--- START ---

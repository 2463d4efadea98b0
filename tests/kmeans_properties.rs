/*
 * Copyright 2025 Vijaykumar Singh
 *
 * Licensed under the Apache License, Version 2.0 (the "License");
 * you may not use this file except in compliance with the License.
 * You may obtain a copy of the License at
 *
 *     http://www.apache.org/licenses/LICENSE-2.0
 *
 * Unless required by applicable law or agreed to in writing, software
 * distributed under the License is distributed on an "AS IS" BASIS,
 * WITHOUT WARRANTIES OR CONDITIONS OF ANY KIND, either express or implied.
 * See the License for the specific language governing permissions and
 * limitations under the License.
 */

//! Property tests for the quantization building blocks

use approx::assert_relative_eq;
use proptest::prelude::*;

use motiondb::compute::{KMeansConfig, KMeansTrainer, ProductQuantizer, Quantizer};

fn samples(dimension: usize) -> impl Strategy<Value = Vec<f32>> {
    (2usize..40).prop_flat_map(move |n| prop::collection::vec(-10.0f32..10.0, n * dimension))
}

proptest! {
    #![proptest_config(ProptestConfig::with_cases(48))]

    #[test]
    fn prop_no_cluster_left_empty(data in samples(3), k_slack in 0usize..3, seed in any::<u64>()) {
        let n = data.len() / 3;
        let k = n.saturating_sub(k_slack).max(1);
        let trainer = KMeansTrainer::new(KMeansConfig {
            num_attempts: 2,
            num_iterations: 8,
            seed,
            ..KMeansConfig::default()
        });

        let result = trainer.train(&data, 3, k).unwrap();
        prop_assert_eq!(result.k(), k);
        prop_assert_eq!(result.centroids.len(), k * 3);
        prop_assert!(result.counts.iter().all(|&count| count >= 1));
        prop_assert_eq!(result.counts.iter().sum::<usize>(), n);
    }

    #[test]
    fn prop_retained_attempt_has_lowest_error(data in samples(2), attempts in 1usize..5, seed in any::<u64>()) {
        let k = (data.len() / 2).min(4);
        let trainer = KMeansTrainer::new(KMeansConfig {
            num_attempts: attempts,
            num_iterations: 5,
            seed,
            ..KMeansConfig::default()
        });

        let result = trainer.train(&data, 2, k).unwrap();
        prop_assert_eq!(result.attempt_errors.len(), attempts);
        prop_assert!(result.attempt_errors.iter().all(|&error| result.error <= error));
    }

    #[test]
    fn prop_training_is_reproducible(data in samples(2), seed in any::<u64>()) {
        let config = KMeansConfig { seed, num_iterations: 6, ..KMeansConfig::default() };
        let k = (data.len() / 2).min(5);
        let a = KMeansTrainer::new(config.clone()).train(&data, 2, k).unwrap();
        let b = KMeansTrainer::new(config).train(&data, 2, k).unwrap();
        prop_assert_eq!(a.centroids, b.centroids);
    }

    #[test]
    fn prop_decoded_codes_encode_to_themselves(data in samples(4), point in prop::collection::vec(-12.0f32..12.0, 4)) {
        let ksub = (data.len() / 4).min(8);
        let config = KMeansConfig { num_iterations: 6, ..KMeansConfig::default() };
        let quantizer = ProductQuantizer::train(&data, 4, 2, ksub, &config).unwrap();

        let codes = quantizer.encode(&point);
        prop_assert_eq!(codes.len(), 2);
        prop_assert_eq!(quantizer.encode(&quantizer.decode(&codes)), codes.clone());

        // The lookup table agrees with the distance to the reconstruction.
        let reconstructed = quantizer.decode(&codes);
        let direct: f32 = point.iter().zip(&reconstructed).map(|(a, b)| (a - b) * (a - b)).sum();
        let table = quantizer.distance_table(&point);
        prop_assert!((table.distance(&codes) - direct).abs() <= 1.0e-3 * direct.max(1.0));
    }

    #[test]
    fn prop_magnitude_codes_are_stable(min in -5.0f32..5.0, range in 0.01f32..50.0, code in any::<u8>()) {
        let quantizer = Quantizer::new(min, range);
        let value = quantizer.decode(code);
        prop_assert!(value >= min - 1.0e-4 && value <= min + range + 1.0e-4);
        prop_assert_eq!(quantizer.encode(value), code);
        prop_assert!(quantizer.normalized_difference(value, min).abs() <= 1.0);
    }
}

#[test]
fn test_degenerate_quantizer() {
    let quantizer = Quantizer::from_values([2.5, 2.5, 2.5]);
    assert_eq!(quantizer.range, 0.0);
    assert_eq!(quantizer.encode(2.5), 0);
    assert_eq!(quantizer.encode(100.0), 0);
    assert_relative_eq!(quantizer.decode(200), 2.5);
    assert_eq!(quantizer.normalize(7.0), 0.0);
    assert_relative_eq!(quantizer.normalized_difference(3.0, 2.5), 0.5);
    assert_relative_eq!(quantizer.normalized_difference(0.0, 2.5), -1.0);

    let empty = Quantizer::from_values(std::iter::empty());
    assert_eq!(empty.range, 0.0);
}

#[test]
fn test_single_sample_single_cluster() {
    let result = KMeansTrainer::new(KMeansConfig::default())
        .train(&[1.0, 2.0, 3.0], 3, 1)
        .unwrap();
    assert_eq!(result.counts, vec![1]);
    assert_eq!(result.centroid(0), &[1.0f32, 2.0, 3.0][..]);
    assert_relative_eq!(result.error, 0.0);
    assert!(KMeansTrainer::new(KMeansConfig::default()).train(&[1.0, 2.0, 3.0], 3, 2).is_err());
}
/*
 * Copyright 2025 Vijaykumar Singh
 *
 * Licensed under the Apache License, Version 2.0 (the "License");
 * you may not use this file except in compliance with the License.
 * You may obtain a copy of the License at
 *
 *     http://www.apache.org/licenses/LICENSE-2.0
 *
 * Unless required by applicable law or agreed to in writing, software
 * distributed under the License is distributed on an "AS IS" BASIS,
 * WITHOUT WARRANTIES OR CONDITIONS OF ANY KIND, either express or implied.
 * See the License for the specific language governing permissions and
 * limitations under the License.
 */

//! Numeric building blocks for the index
//!
//! - Squared-distance kernels
//! - One-byte magnitude quantizers and position bounding boxes
//! - K-means training with empty-cluster repair
//! - Product quantization with lookup-table distances

pub mod distance;
pub mod kmeans;
pub mod product_quantizer;
pub mod quantization;

pub use kmeans::{KMeansConfig, KMeansResult, KMeansTrainer};
pub use product_quantizer::{DistanceTable, ProductQuantizer};
pub use quantization::{BoundingBox, Quantizer};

--- END ---

[AIM OF THE TASK]
All of the entries above need to be reproduced verbatim.

[FINISHED TASK]
repository 2463d4efadea98b0
filename tests/kmeans_properties.rs
/*
 * Copyright 2025 Vijaykumar Singh
 *
 * Licensed under the Apache License, Version 2.0 (the "License");
 * you may not use this file except in compliance with the License.
 * You may obtain a copy of the License at
 *
 *     http://www.apache.org/licenses/LICENSE-2.0
 *
 * Unless required by applicable law or agreed to in writing, software
 * distributed under the License is distributed on an "AS IS" BASIS,
 * WITHOUT WARRANTIES OR CONDITIONS OF ANY KIND, either express or implied.
 * See the License for the specific language governing permissions and
 * limitations under the License.
 */

//! Property tests for the quantization building blocks

use approx::assert_relative_eq;
use proptest::prelude::*;

use motiondb::compute::{KMeansConfig, KMeansTrainer, ProductQuantizer, Quantizer};

fn samples(dimension: usize) -> impl Strategy<Value = Vec<f32>> {
    (2usize..40).prop_flat_map(move |n| prop::collection::vec(-10.0f32..10.0, n * dimension))
}

proptest! {
    #![proptest_config(ProptestConfig::with_cases(48))]

    #[test]
    fn prop_no_cluster_left_empty(data in samples(3), k_slack in 0usize..3, seed in any::<u64>()) {
        let n = data.len() / 3;
        let k = n.saturating_sub(k_slack).max(1);
        let trainer = KMeansTrainer::new(KMeansConfig {
            num_attempts: 2,
            num_iterations: 8,
            seed,
            ..KMeansConfig::default()
        });

        let result = trainer.train(&data, 3, k).unwrap();
        prop_assert_eq!(result.k(), k);
        prop_assert_eq!(result.centroids.len(), k * 3);
        prop_assert!(result.counts.iter().all(|&count| count >= 1));
        prop_assert_eq!(result.counts.iter().sum::<usize>(), n);
    }

    #[test]
    fn prop_retained_attempt_has_lowest_error(data in samples(2), attempts in 1usize..5, seed in any::<u64>()) {
        let k = (data.len() / 2).min(4);
        let trainer = KMeansTrainer::new(KMeansConfig {
            num_attempts: attempts,
            num_iterations: 5,
            seed,
            ..KMeansConfig::default()
        });

        let result = trainer.train(&data, 2, k).unwrap();
        prop_assert_eq!(result.attempt_errors.len(), attempts);
        prop_assert!(result.attempt_errors.iter().all(|&error| result.error <= error));
    }

    #[test]
    fn prop_training_is_reproducible(data in samples(2), seed in any::<u64>()) {
        let config = KMeansConfig { seed, num_iterations: 6, ..KMeansConfig::default() };
        let k = (data.len() / 2).min(5);
        let a = KMeansTrainer::new(config.clone()).train(&data, 2, k).unwrap();
        let b = KMeansTrainer::new(config).train(&data, 2, k).unwrap();
        prop_assert_eq!(a.centroids, b.centroids);
    }

    #[test]
    fn prop_decoded_codes_encode_to_themselves(data in samples(4), point in prop::collection::vec(-12.0f32..12.0, 4)) {
        let ksub = (data.len() / 4).min(8);
        let config = KMeansConfig { num_iterations: 6, ..KMeansConfig::default() };
        let quantizer = ProductQuantizer::train(&data, 4, 2, ksub, &config).unwrap();

        let codes = quantizer.encode(&point);
        prop_assert_eq!(codes.len(), 2);
        prop_assert_eq!(quantizer.encode(&quantizer.decode(&codes)), codes.clone());

        // The lookup table agrees with the distance to the reconstruction.
        let reconstructed = quantizer.decode(&codes);
        let direct: f32 = point.iter().zip(&reconstructed).map(|(a, b)| (a - b) * (a - b)).sum();
        let table = quantizer.distance_table(&point);
        prop_assert!((table.distance(&codes) - direct).abs() <= 1.0e-3 * direct.max(1.0));
    }

    #[test]
    fn prop_magnitude_codes_are_stable(min in -5.0f32..5.0, range in 0.01f32..50.0, code in any::<u8>()) {
        let quantizer = Quantizer::new(min, range);
        let value = quantizer.decode(code);
        prop_assert!(value >= min - 1.0e-4 && value <= min + range + 1.0e-4);
        prop_assert_eq!(quantizer.encode(value), code);
        prop_assert!(quantizer.normalized_difference(value, min).abs() <= 1.0);
    }
}

#[test]
fn test_degenerate_quantizer() {
    let quantizer = Quantizer::from_values([2.5, 2.5, 2.5]);
    assert_eq!(quantizer.range, 0.0);
    assert_eq!(quantizer.encode(2.5), 0);
    assert_eq!(quantizer.encode(100.0), 0);
    assert_relative_eq!(quantizer.decode(200), 2.5);
    assert_eq!(quantizer.normalize(7.0), 0.0);
    assert_relative_eq!(quantizer.normalized_difference(3.0, 2.5), 0.5);
    assert_relative_eq!(quantizer.normalized_difference(0.0, 2.5), -1.0);

    let empty = Quantizer::from_values(std::iter::empty());
    assert_eq!(empty.range, 0.0);
}

#[test]
fn test_single_sample_single_cluster() {
    let result = KMeansTrainer::new(KMeansConfig::default())
        .train(&[1.0, 2.0, 3.0], 3, 1)
        .unwrap();
    assert_eq!(result.counts, vec![1]);
    assert_eq!(result.centroid(0), &[1.0f32, 2.0, 3.0][..]);
    assert_relative_eq!(result.error, 0.0);
    assert!(KMeansTrainer::new(KMeansConfig::default()).train(&[1.0, 2.0, 3.0], 3, 2).is_err());
}
/*
 * Copyright 2025 Vijaykumar Singh
 *
 * Licensed under the Apache License, Version 2.0 (the "License");
 * you may not use this file except in compliance with the License.
 * You may obtain a copy of the License at
 *
 *     http://www.apache.org/licenses/LICENSE-2.0
 *
 * Unless required by applicable law or agreed to in writing, software
 * distributed under the License is distributed on an "AS IS" BASIS,
 * WITHOUT WARRANTIES OR CONDITIONS OF ANY KIND, either express or implied.
 * See the License for the specific language governing permissions and
 * limitations under the License.
 */

//! Numeric building blocks for the index
//!
//! - Squared-distance kernels
//! - One-byte magnitude quantizers and position bounding boxes
//! - K-means training with empty-cluster repair
//! - Product quantization with lookup-table distances

pub mod distance;
pub mod kmeans;
pub mod product_quantizer;
pub mod quantization;

pub use kmeans::{KMeansConfig, KMeansResult, KMeansTrainer};
pub use product_quantizer::{DistanceTable, ProductQuantizer};
pub use quantization::{BoundingBox, Quantizer};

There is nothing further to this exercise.